ここはチラシの作品解説を読んで納得いったのだが、パリ市内と郊外は、この作品の場合それぞれ現在の生活と過去の人間関係が置かれていて、それらを結び繋ぐのが列車なのだ。主人公は二つの世界を行き来する。

画面に必ずと言っていいほど表れる「赤」がモチーフなのは間違いないが、それが何を示しているかは観客側に任されている。主人公の怒りなのかもしれないし、正義感や倫理観かもしれない。壁、照明、シャツ、赤ワイン、そして血…。主人公が着る服も、途中からパステルカラーに変化するのも、また別の何かを示唆しているのだろうか。

郊外で過ごす屋敷もまた「リヴェット的装置」と呼びたいぐらいのもので、陰影を活かした人物の登場シーンも演劇的(絵画的でもある)。室内での立ち居振る舞いも舞台劇のようで、この作家らしい演出と言える。

作中には音楽を入れず、冒頭と最後だけ使っている。その選曲にも込められた意図はありそうだが、クラシックには明るくないのでそこまで汲み取ることはできなかった。


上述の例に引いたヒッチコックはときに猟奇的とも言える傾向を持つが、ここでのリヴェットは予想していたよりもずっと残酷で、より倫理の崩壊した現代を映し出している気がした。
知らされないままだった子どもたちの憤慨も理解できるが、知っていながら日々を送り続けた親たちの苦悩と重圧も想像できる。見かけ上は平穏を保つための防衛機密=シ―クレット・ディフェンスだったのだろう。

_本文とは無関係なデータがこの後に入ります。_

use crate::models::{DateKey, EventBuckets, Role};

/// Orders every bucket by start date and, unless `include_historical` is set,
/// keeps only events starting strictly after `today`.
///
/// Events on the same day keep their feed order.
pub fn sort_and_filter(
    mut buckets: EventBuckets,
    include_historical: bool,
    today: &DateKey,
) -> EventBuckets {
    for role in Role::ALL {
        let events = buckets.bucket_mut(role);
        events.sort_by(|a, b| a.start.cmp(&b.start));
        if !include_historical {
            events.retain(|event| &event.start > today);
        }
    }
    buckets
}

#[cfg(test)]
mod tests {
    use super::*;
    use crate::models::{Event, EventKind};

    fn event(start: &str, name: &str, role: Role) -> Event {
        Event {
            start: DateKey::parse(start).unwrap(),
            name: name.to_string(),
            location: String::new(),
            role,
            kind: EventKind::Meetup,
        }
    }

    fn names(buckets: &EventBuckets, role: Role) -> Vec<&str> {
        buckets
            .bucket(role)
            .iter()
            .map(|e| e.name.as_str())
            .collect()
    }

    #[test]
    fn test_filter_keeps_only_events_after_today() {
        let mut buckets = EventBuckets::new();
        buckets.push(event("20240101", "today", Role::Attendee));
        buckets.push(event("20240102", "tomorrow", Role::Attendee));
        buckets.push(event("20231231", "yesterday", Role::Attendee));

        let today = DateKey::parse("20240101").unwrap();
        let filtered = sort_and_filter(buckets, false, &today);

        assert_eq!(names(&filtered, Role::Attendee), ["tomorrow"]);
    }

    #[test]
    fn test_historical_keeps_everything_sorted() {
        let mut buckets = EventBuckets::new();
        buckets.push(event("20240102", "b", Role::Speaker));
        buckets.push(event("20231231", "a", Role::Speaker));
        buckets.push(event("20240101", "x", Role::Host));

        let today = DateKey::parse("20240101").unwrap();
        let sorted = sort_and_filter(buckets, true, &today);

        assert_eq!(names(&sorted, Role::Speaker), ["a", "b"]);
        assert_eq!(names(&sorted, Role::Host), ["x"]);
    }

    #[test]
    fn test_sort_is_stable_for_same_day() {
        let mut buckets = EventBuckets::new();
        buckets.push(event("20240305", "later", Role::Booth));
        buckets.push(event("20240301", "first", Role::Booth));
        buckets.push(event("20240301", "second", Role::Booth));
        buckets.push(event("20240301", "third", Role::Booth));

        let today = DateKey::parse("20240101").unwrap();
        let sorted = sort_and_filter(buckets, false, &today);

        assert_eq!(
            names(&sorted, Role::Booth),
            ["first", "second", "third", "later"]
        );
    }

    #[test]
    fn test_every_bucket_is_filtered() {
        let mut buckets = EventBuckets::new();
        for role in Role::ALL {
            buckets.push(event("20200101", "old", role));
            buckets.push(event("20300101", "new", role));
        }

        let today = DateKey::parse("20240101").unwrap();
        let filtered = sort_and_filter(buckets, false, &today);

        for role in Role::ALL {
            assert_eq!(names(&filtered, role), ["new"]);
        }
    }
}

秘書役とその妹役が注意深く観れば一人二役だとすぐに気づけるだろうし、彼女の演じ分けも上手いのだが、やはりリヴェットも女性を描くことに秀でている。
役者陣の演技力も圧倒的で、特に2人で向き合う会話の場面だったり、表情や雰囲気で感情を伝えられる点に実力が発揮されている。




【もうひとつのジャック・リヴェット傑作選】として、7/10(水)より東京日仏学院ほか上映。
『シ―クレット・ディフェンス』はここで日本初上映。
リヴェットのファンは要注目だし、初めて観る方もここから入ってもいいと思う。


この記事が気に入ったらサポートをしてみませんか?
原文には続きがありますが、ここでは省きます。